**Task description:** What is needed is every line of the data that includes the word "Option". Please copy each one.

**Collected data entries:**
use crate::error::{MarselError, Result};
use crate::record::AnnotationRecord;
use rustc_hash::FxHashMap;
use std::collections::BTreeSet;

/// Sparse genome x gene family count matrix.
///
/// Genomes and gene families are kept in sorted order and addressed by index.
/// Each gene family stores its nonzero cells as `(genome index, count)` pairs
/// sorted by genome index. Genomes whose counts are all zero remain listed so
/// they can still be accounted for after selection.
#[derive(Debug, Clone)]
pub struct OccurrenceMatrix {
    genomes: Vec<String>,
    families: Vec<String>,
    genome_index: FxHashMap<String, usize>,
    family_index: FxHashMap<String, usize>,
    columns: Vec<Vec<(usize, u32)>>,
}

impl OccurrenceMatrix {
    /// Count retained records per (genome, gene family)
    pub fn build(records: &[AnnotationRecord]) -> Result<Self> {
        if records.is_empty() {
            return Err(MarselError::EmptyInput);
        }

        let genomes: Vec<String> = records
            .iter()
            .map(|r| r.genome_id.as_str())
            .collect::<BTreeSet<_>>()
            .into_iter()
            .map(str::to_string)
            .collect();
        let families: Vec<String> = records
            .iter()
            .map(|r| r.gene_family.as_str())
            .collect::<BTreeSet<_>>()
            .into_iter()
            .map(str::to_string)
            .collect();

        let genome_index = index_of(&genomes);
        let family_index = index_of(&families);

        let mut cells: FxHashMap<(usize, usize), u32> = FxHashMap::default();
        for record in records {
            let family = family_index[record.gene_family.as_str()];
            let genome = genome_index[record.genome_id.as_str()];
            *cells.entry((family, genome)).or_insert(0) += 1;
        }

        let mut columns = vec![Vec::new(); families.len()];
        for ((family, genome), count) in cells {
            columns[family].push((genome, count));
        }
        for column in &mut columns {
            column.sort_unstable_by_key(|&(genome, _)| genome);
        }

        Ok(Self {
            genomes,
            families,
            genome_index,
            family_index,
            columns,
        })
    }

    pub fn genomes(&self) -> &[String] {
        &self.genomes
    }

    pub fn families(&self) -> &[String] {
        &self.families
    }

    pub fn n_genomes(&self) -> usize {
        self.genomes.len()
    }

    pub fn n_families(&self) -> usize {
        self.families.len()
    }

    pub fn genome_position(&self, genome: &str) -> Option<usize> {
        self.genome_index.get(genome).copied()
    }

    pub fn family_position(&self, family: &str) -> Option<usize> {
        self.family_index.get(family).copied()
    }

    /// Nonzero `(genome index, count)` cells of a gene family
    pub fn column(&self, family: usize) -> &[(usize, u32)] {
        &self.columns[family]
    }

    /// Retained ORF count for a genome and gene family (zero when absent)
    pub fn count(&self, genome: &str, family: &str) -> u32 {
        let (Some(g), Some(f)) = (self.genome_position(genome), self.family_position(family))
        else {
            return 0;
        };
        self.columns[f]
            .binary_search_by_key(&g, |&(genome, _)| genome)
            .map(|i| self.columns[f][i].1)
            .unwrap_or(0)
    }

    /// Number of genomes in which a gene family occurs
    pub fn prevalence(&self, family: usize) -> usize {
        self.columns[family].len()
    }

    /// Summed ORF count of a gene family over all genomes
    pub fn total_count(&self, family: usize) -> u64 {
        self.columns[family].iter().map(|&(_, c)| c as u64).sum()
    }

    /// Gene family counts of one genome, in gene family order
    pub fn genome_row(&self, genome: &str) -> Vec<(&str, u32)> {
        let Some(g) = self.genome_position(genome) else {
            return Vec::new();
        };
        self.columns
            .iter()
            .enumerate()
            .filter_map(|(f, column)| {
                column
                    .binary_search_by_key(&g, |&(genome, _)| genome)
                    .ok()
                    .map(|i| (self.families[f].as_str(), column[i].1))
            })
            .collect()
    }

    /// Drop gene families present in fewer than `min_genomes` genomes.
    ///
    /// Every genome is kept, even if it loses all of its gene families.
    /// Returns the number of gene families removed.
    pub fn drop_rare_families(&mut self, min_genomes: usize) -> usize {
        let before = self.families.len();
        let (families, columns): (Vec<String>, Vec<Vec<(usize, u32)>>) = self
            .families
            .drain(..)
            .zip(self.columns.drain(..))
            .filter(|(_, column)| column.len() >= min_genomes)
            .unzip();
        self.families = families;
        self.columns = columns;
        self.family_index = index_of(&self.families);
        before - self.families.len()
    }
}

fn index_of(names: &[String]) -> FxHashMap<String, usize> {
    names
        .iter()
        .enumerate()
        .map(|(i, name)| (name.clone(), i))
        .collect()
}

**Solution:**
    pub fn genome_position(&self, genome: &str) -> Option<usize> {
    pub fn family_position(&self, family: &str) -> Option<usize> {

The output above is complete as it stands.